Das theologische Programm, dass Metz seit Anfang der 1960er Jahre in einem fruchtbaren Dialog etwa mit Theodor W. Adorno und - bis heute - Jürgen Habermas entwickelte, benannte er als "Neue Politische Theologie". Ihr Grundimpuls: Wo Leidenserfahrungen die Hoffnung auf eine konsistente Heilsgeschichte Gottes brüchig werden lassen, dort ist der Mensch aufgerufen, sozusagen "Gott zum Trotz" Geschichte endlich als seine eigene Geschichte zu begreifen und Erlösungshoffnung in Befreiungshandeln umzumünzen. (Lebenslauf)
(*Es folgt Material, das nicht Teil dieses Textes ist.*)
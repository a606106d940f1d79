use crate::fs::{BlockNumber, FsConfig, FsError, Result, BLOCK_SIZE};
use crate::io::Region;
use crate::node::Kind;

use zerocopy::{AsBytes, FromBytes, Unaligned};

/// Splits a region into equal-size blocks and hands out typed views onto
/// them. All access is bounds-checked against the block count the store was
/// created with; bytes of the region past the last block are never touched.
pub struct BlockStore<R: Region> {
    region: R,
    block_count: usize,
}

impl<R: Region> BlockStore<R> {
    /// Wraps `region` as an image of `block_count` blocks.
    ///
    /// # Errors
    ///
    /// The block count must be within the supported range and the region must
    /// be large enough to hold every block.
    pub fn new(region: R, block_count: usize) -> Result<Self> {
        FsConfig { block_count }.validate()?;
        let needed = block_count * BLOCK_SIZE;
        if region.bytes().len() < needed {
            return Err(FsError::InvalidConfig(format!(
                "region holds {} bytes, image needs {}",
                region.bytes().len(),
                needed
            )));
        }
        Ok(Self {
            region,
            block_count,
        })
    }

    pub fn block_count(&self) -> usize {
        self.block_count
    }

    pub fn block_at(&self, block: BlockNumber) -> Result<&[u8]> {
        let range = self.range(block)?;
        Ok(&self.region.bytes()[range])
    }

    pub fn block_at_mut(&mut self, block: BlockNumber) -> Result<&mut [u8]> {
        let range = self.range(block)?;
        Ok(&mut self.region.bytes_mut()[range])
    }

    /// Interprets the start of a block as a `T`.
    pub fn view<T: FromBytes + Unaligned>(&self, block: BlockNumber) -> Result<&T> {
        T::ref_from_prefix(self.block_at(block)?)
            .ok_or_else(|| FsError::CorruptImage(format!("block {} too small for record", block)))
    }

    pub fn view_mut<T: FromBytes + AsBytes + Unaligned>(
        &mut self,
        block: BlockNumber,
    ) -> Result<&mut T> {
        T::mut_from_prefix(self.block_at_mut(block)?)
            .ok_or_else(|| FsError::CorruptImage(format!("block {} too small for record", block)))
    }

    /// The type tag at offset 0 of a directory or inode block.
    pub fn kind_of(&self, block: BlockNumber) -> Result<Kind> {
        let raw = self.block_at(block)?;
        let tag = u32::from_le_bytes([raw[0], raw[1], raw[2], raw[3]]);
        Kind::from_tag(block, tag)
    }

    /// Zeroes every block of the image.
    pub fn clear(&mut self) {
        let end = self.block_count * BLOCK_SIZE;
        self.region.bytes_mut()[..end].iter_mut().for_each(|b| *b = 0);
    }

    /// Makes every prior mutation durable.
    pub fn flush(&mut self) -> Result<()> {
        self.region.flush()?;
        Ok(())
    }

    pub fn into_region(self) -> R {
        self.region
    }

    fn range(&self, block: BlockNumber) -> Result<std::ops::Range<usize>> {
        if block >= self.block_count {
            return Err(FsError::OutOfRange(block));
        }
        let start = block * BLOCK_SIZE;
        Ok(start..start + BLOCK_SIZE)
    }
}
Der Terminus der "Neuen Politischen Theologie" darf dabei nicht auf den Begriff einer realpolitisch informierte Theologie verengt werden. "Politisch" bedeutet vielmehr "öffentlich-belangvoll". Damit richtet sie sich bis heute "gegen die Selbstprivatisierungssymptome in der Theologie und im Christentum", d.h. gegen den Reflex der Einigelung der Theologie in überkommener Heilsrhetorik. Zugleich tritt Metz damit jener alten „Politischen Theologie" des NS-Staatsrechtlers Carl Schmitt entgegen. Hatte dieser unter demselben Begriff ein Konzept der religiösen Legitimation staatlicher Hegemonie und totalitärer Gewalt formuliert, so geht es Metz stets um das Gegenteil: die gesellschaftliche Emanzipation des einzelnen Individuums.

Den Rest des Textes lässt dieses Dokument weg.